## [TRY IT]
Retype exactly the lines below, beginning with the first and ending with the line where "use this type." appears.

## [SOURCE DATA]
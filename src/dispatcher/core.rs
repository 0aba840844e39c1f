use std::any::Any;
use std::panic::{catch_unwind, AssertUnwindSafe};
use std::sync::Arc;
use std::time::Instant;

use tracing::{debug, error, info};

use crate::error::RouterError;
use crate::server::{RequestContext, Response};

/// Result type returned by every handler; use `?` freely inside handlers.
pub type HandlerResult = anyhow::Result<()>;

/// A shareable handler callable.
///
/// Handlers receive the per-request context and the response under
/// construction. Route chains, middlewares and fallbacks all use this type.
pub type Handler = Arc<dyn Fn(&mut RequestContext, &mut Response) -> HandlerResult + Send + Sync>;

/// Box a closure into a [`Handler`], for building chains.
pub fn handler<F>(f: F) -> Handler
where
    F: Fn(&mut RequestContext, &mut Response) -> HandlerResult + Send + Sync + 'static,
{
    Arc::new(f)
}

/// How a handler chain stopped.
#[derive(Debug, Clone, Copy, PartialEq, Eq)]
pub enum ChainOutcome {
    /// Every handler ran
    Completed,
    /// A handler finalised the response; the rest of the chain was skipped
    Finalized,
}

/// Where dispatch of a request ended.
#[derive(Debug, Clone, PartialEq, Eq)]
pub enum DispatchOutcome {
    /// The chain of the route with this full pattern ran
    Routed { pattern: Arc<str> },
    /// A middleware with this scope finalised the response first
    Halted { scope: Arc<str> },
    /// A fallback with this scope (empty for top level) answered
    Fallback { scope: Arc<str> },
}

impl DispatchOutcome {
    /// `true` when a route (rather than a middleware or fallback) answered.
    #[must_use]
    pub fn is_routed(&self) -> bool {
        matches!(self, DispatchOutcome::Routed { .. })
    }
}

/// Render a panic payload for diagnostics.
fn panic_message(payload: &(dyn Any + Send)) -> String {
    if let Some(s) = payload.downcast_ref::<&str>() {
        (*s).to_string()
    } else if let Some(s) = payload.downcast_ref::<String>() {
        s.clone()
    } else {
        "non-string panic payload".to_string()
    }
}

/// Run `handlers` in order against one request.
///
/// Stops early once the response is finalised. A handler returning `Err` or
/// panicking aborts the chain with [`RouterError::HandlerFailure`] labelled
/// with `label` (the route pattern or the middleware/fallback scope).
pub fn execute_chain(
    label: &str,
    handlers: &[Handler],
    ctx: &mut RequestContext,
    res: &mut Response,
) -> Result<ChainOutcome, RouterError> {
    let request_id = ctx.request_id();
    let start = Instant::now();

    for (index, h) in handlers.iter().enumerate() {
        if res.is_finalized() {
            debug!(
                request_id = %request_id,
                pattern = %label,
                skipped = handlers.len() - index,
                "Response finalized, skipping rest of chain"
            );
            return Ok(ChainOutcome::Finalized);
        }

        match catch_unwind(AssertUnwindSafe(|| h(ctx, res))) {
            Ok(Ok(())) => {}
            Ok(Err(e)) => {
                let detail = format!("{e:#}");
                error!(
                    request_id = %request_id,
                    pattern = %label,
                    handler_index = index,
                    error = %detail,
                    "Handler returned an error"
                );
                return Err(RouterError::HandlerFailure {
                    pattern: label.to_string(),
                    detail,
                });
            }
            Err(payload) => {
                let detail = panic_message(&*payload);
                error!(
                    request_id = %request_id,
                    pattern = %label,
                    handler_index = index,
                    panic_message = %detail,
                    "Handler panicked"
                );
                return Err(RouterError::HandlerFailure {
                    pattern: label.to_string(),
                    detail: format!("handler panicked: {detail}"),
                });
            }
        }
    }

    info!(
        request_id = %request_id,
        pattern = %label,
        handlers = handlers.len(),
        status = res.status_code(),
        execution_time_us = start.elapsed().as_micros() as u64,
        "Handler chain complete"
    );
    Ok(if res.is_finalized() {
        ChainOutcome::Finalized
    } else {
        ChainOutcome::Completed
    })
}
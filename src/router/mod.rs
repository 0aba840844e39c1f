//! # Router Module
//!
//! Route registration, prefix composition and first-match dispatch.
//!
//! ## Overview
//!
//! The router owns an ordered route table. Each entry is one of:
//!
//! - a **route**: a method set, a full pattern and a handler chain
//! - a **middleware**: a handler scoped to a group prefix that runs when
//!   dispatch reaches it
//! - a **fallback**: a handler scoped to a group prefix that answers in-scope
//!   requests no earlier entry matched
//!
//! ## Architecture
//!
//! The router works in two phases:
//!
//! 1. **Registration**: `get`/`post`/.../`route` append entries. `group`
//!    pushes a prefix for the duration of a registrant closure, so nested
//!    groups compose (`/api` + `/v1` + `/users/:id`). `mount` merges a
//!    pre-built sub-router under a prefix.
//!
//! 2. **Dispatch**: entries are visited in registration order. The first
//!    route whose method set and pattern match the request runs its chain and
//!    dispatch stops. Declaration order always wins, never specificity.
//!
//! ```mermaid
//! flowchart TD
//!     A[Request] --> B{base stripped?}
//!     B -- no --> F[top-level fallback / 404]
//!     B -- yes --> C[next entry]
//!     C --> D{kind}
//!     D -- middleware in scope --> M[run] --> E{finalized?}
//!     E -- yes --> Z[done]
//!     E -- no --> C
//!     D -- fallback in scope --> Z
//!     D -- route matches --> R[set params, run chain] --> Z
//!     C -- table exhausted --> F
//! ```
//!
//! ## Example
//!
//! ```rust
//! use http::Method;
//! use microrouter::router::Router;
//! use microrouter::server::Request;
//!
//! let mut router = Router::new();
//! router
//!     .get("/", |_, res| {
//!         res.send("home");
//!         Ok(())
//!     })
//!     .get("/users/:id", |ctx, res| {
//!         let id = ctx.param("id").unwrap_or_default().to_string();
//!         res.send(id);
//!         Ok(())
//!     })
//!     .group("/api", |api| {
//!         api.get("/ping", |_, res| res.send_json(&serde_json::json!({ "ok": true })));
//!     });
//!
//! let res = router.run(Request::new(Method::GET, "/users/7"));
//! assert_eq!(res.body_str(), "7");
//!
//! let m = router.match_route(&Method::GET, "/api/ping").unwrap();
//! assert_eq!(&*m.pattern, "/api/ping");
//! ```

mod core;
pub mod pattern;
#[cfg(test)]
mod tests;

pub use core::{MethodSet, RouteEntry, RouteMatch, Router};
pub use pattern::{MatchResult, ParamCharset, ParamVec, RoutePattern, WILDCARD_PARAM};
//! Release notes loading.

use crate::config::NotesSource;
use crate::error::NotesError;
use crate::play::LocalizedText;

/// Build the release notes list: zero or one `en-US` entries.
///
/// The text is sent exactly as supplied; only an empty text produces no entry.
/// A notes file that cannot be read is an error.
pub fn build_release_notes(source: &NotesSource) -> Result<Vec<LocalizedText>, NotesError> {
    let text = match source {
        NotesSource::None => return Ok(Vec::new()),
        NotesSource::Inline(text) => text.clone(),
        NotesSource::File(path) => {
            std::fs::read_to_string(path).map_err(|source| NotesError::Read {
                path: path.clone(),
                source,
            })?
        }
    };

    if text.is_empty() {
        return Ok(Vec::new());
    }
    Ok(vec![LocalizedText::en_us(text)])
}

#[cfg(test)]
mod tests {
    use super::*;
    use std::io::Write;
    use std::path::PathBuf;

    #[test]
    fn no_source_means_no_notes() {
        assert!(build_release_notes(&NotesSource::None).expect("ok").is_empty());
    }

    #[test]
    fn inline_notes_become_one_entry() {
        let notes = build_release_notes(&NotesSource::Inline("fix bug".to_string())).expect("ok");
        assert_eq!(notes, vec![LocalizedText::en_us("fix bug")]);
        assert_eq!(notes[0].language, "en-US");
    }

    #[test]
    fn file_notes_are_sent_verbatim() {
        let mut file = tempfile::NamedTempFile::new().expect("temp");
        write!(file, "- faster sync\n- fewer crashes\n\n").expect("write");

        let notes = build_release_notes(&NotesSource::File(file.path().to_path_buf())).expect("ok");
        assert_eq!(notes, vec![LocalizedText::en_us("- faster sync\n- fewer crashes\n\n")]);
    }

    #[test]
    fn inline_whitespace_is_preserved() {
        let notes = build_release_notes(&NotesSource::Inline("fix bug ".to_string())).expect("ok");
        assert_eq!(notes[0].text, "fix bug ");

        let notes = build_release_notes(&NotesSource::Inline("  \n".to_string())).expect("ok");
        assert_eq!(notes, vec![LocalizedText::en_us("  \n")]);
    }

    #[test]
    fn unreadable_file_is_an_error() {
        let err = build_release_notes(&NotesSource::File(PathBuf::from("/nonexistent/notes.txt")))
            .expect_err("missing file");
        assert!(err.to_string().contains("/nonexistent/notes.txt"));
    }

    #[test]
    fn empty_notes_are_dropped() {
        let notes = build_release_notes(&NotesSource::Inline(String::new())).expect("ok");
        assert!(notes.is_empty());

        let file = tempfile::NamedTempFile::new().expect("temp");
        let notes = build_release_notes(&NotesSource::File(file.path().to_path_buf())).expect("ok");
        assert!(notes.is_empty());
    }
}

## [FINISHED EXERCISE]
filename src/dispatcher/core.rs
repository 0aba840844e39c1f
use std::any::Any;
use std::panic::{catch_unwind, AssertUnwindSafe};
use std::sync::Arc;
use std::time::Instant;

use tracing::{debug, error, info};

use crate::error::RouterError;
use crate::server::{RequestContext, Response};

/// Result type returned by every handler; use `?` freely inside handlers.
pub type HandlerResult = anyhow::Result<()>;

/// A shareable handler callable.
///
/// Handlers receive the per-request context and the response under
/// construction. Route chains, middlewares and fallbacks all use this type.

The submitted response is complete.